**WORK REQUEST**
Going from the line that contains "cleanup_staged(&staged).await;" to the last line of the material below, repeat every line exactly.

[[ GIVEN ENTRIES, beginning ]]

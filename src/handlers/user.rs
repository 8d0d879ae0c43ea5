use crate::error::{AppError, AppResult};
use crate::handlers::auth::{cleanup_staged, read_text_field, UserResponse};
use crate::middleware::auth::parse_user_id;
use crate::middleware::AuthUser;
use crate::response::ApiResponse;
use crate::services::auth::AuthService;
use crate::services::media::{
    discard_staged, stage_upload, MediaConfig, MediaStore, UploadOptions,
};
use crate::services::user::UserService;
use axum::{extract::Multipart, response::IntoResponse, Extension};
use sea_orm::DatabaseConnection;
use serde::Deserialize;
use std::path::PathBuf;
use std::sync::Arc;
use utoipa::ToSchema;
use validator::Validate;

/// Multipart profile update; only the name and the avatar are mutable.
/// Role and email cannot be changed here.
#[derive(Debug, Deserialize, Validate, ToSchema)]
pub struct UpdateProfileData {
    /// Full name (3-50 characters)
    #[validate(length(min = 3, max = 50))]
    pub full_name: Option<String>,
}

#[utoipa::path(
    put,
    path = "/api/v1/user/update",
    security(("jwt_token" = [])),
    request_body(content = UpdateProfileData, content_type = "multipart/form-data"),
    responses(
        (status = 200, description = "Profile updated", body = UserResponse),
        (status = 400, description = "Validation error", body = AppError),
        (status = 401, description = "Unauthorized", body = AppError),
    ),
    tag = "user"
)]
pub async fn update_profile(
    Extension(db): Extension<DatabaseConnection>,
    Extension(media): Extension<Arc<dyn MediaStore>>,
    Extension(media_config): Extension<MediaConfig>,
    auth_user: AuthUser,
    mut multipart: Multipart,
) -> AppResult<impl IntoResponse> {
    let user_id = parse_user_id(&auth_user)?;

    let mut full_name = None;
    let mut staged: Option<PathBuf> = None;

    while let Some(field) = multipart
        .next_field()
        .await
        .map_err(|e| AppError::Validation(format!("Failed to read form: {e}")))?
    {
        let name = field.name().unwrap_or("").to_string();
        match name.as_str() {
            "full_name" => full_name = Some(read_text_field(field).await?),
            "avatar" => {
                let data = field
                    .bytes()
                    .await
                    .map_err(|e| AppError::Validation(format!("Failed to read file: {e}")))?;
                staged = Some(stage_upload(&media_config, &data).await?);
            }
            _ => {}
        }
    }

    let payload = UpdateProfileData { full_name };
    if let Err(e) = payload.validate() {
        cleanup_staged(&staged).await;
        return Err(AppError::Validation(format!("Validation error: {e}")));
    }

    let avatar = match staged {
        Some(path) => {
            // Drop the previous avatar before storing the new one;
            // failure to delete is not fatal.
            let current = AuthService::new(db.clone()).get_user_by_id(user_id).await;
            if let Ok(user) = &current {
                if let Err(e) = media.delete(&user.avatar_public_id).await {
                    tracing::warn!(user_id, "failed to delete previous avatar: {e}");
                }
            }

            let uploaded = media.upload(&path, &UploadOptions::avatar()).await;
            discard_staged(&path).await;
            Some(uploaded?)
        }
        None => None,
    };

    let service = UserService::new(db);
    let user = service
        .update_profile(user_id, payload.full_name, avatar)
        .await?;

    Ok(ApiResponse::with_message(
        UserResponse::from(user),
        "User updated successfully".to_string(),
    ))
}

[[ GIVEN ENTRIES, end ]]

**ANSWER SPACE**
        cleanup_staged(&staged).await;
        return Err(AppError::Validation(format!("Validation error: {e}")));
    }

    let avatar = match staged {
        Some(path) => {
            // Drop the previous avatar before storing the new one;
            // failure to delete is not fatal.
            let current = AuthService::new(db.clone()).get_user_by_id(user_id).await;
            if let Ok(user) = &current {
                if let Err(e) = media.delete(&user.avatar_public_id).await {
                    tracing::warn!(user_id, "failed to delete previous avatar: {e}");
                }
            }

            let uploaded = media.upload(&path, &UploadOptions::avatar()).await;
            discard_staged(&path).await;
            Some(uploaded?)
        }
        None => None,
    };

    let service = UserService::new(db);
    let user = service
        .update_profile(user_id, payload.full_name, avatar)
        .await?;

    Ok(ApiResponse::with_message(
        UserResponse::from(user),
        "User updated successfully".to_string(),
    ))
}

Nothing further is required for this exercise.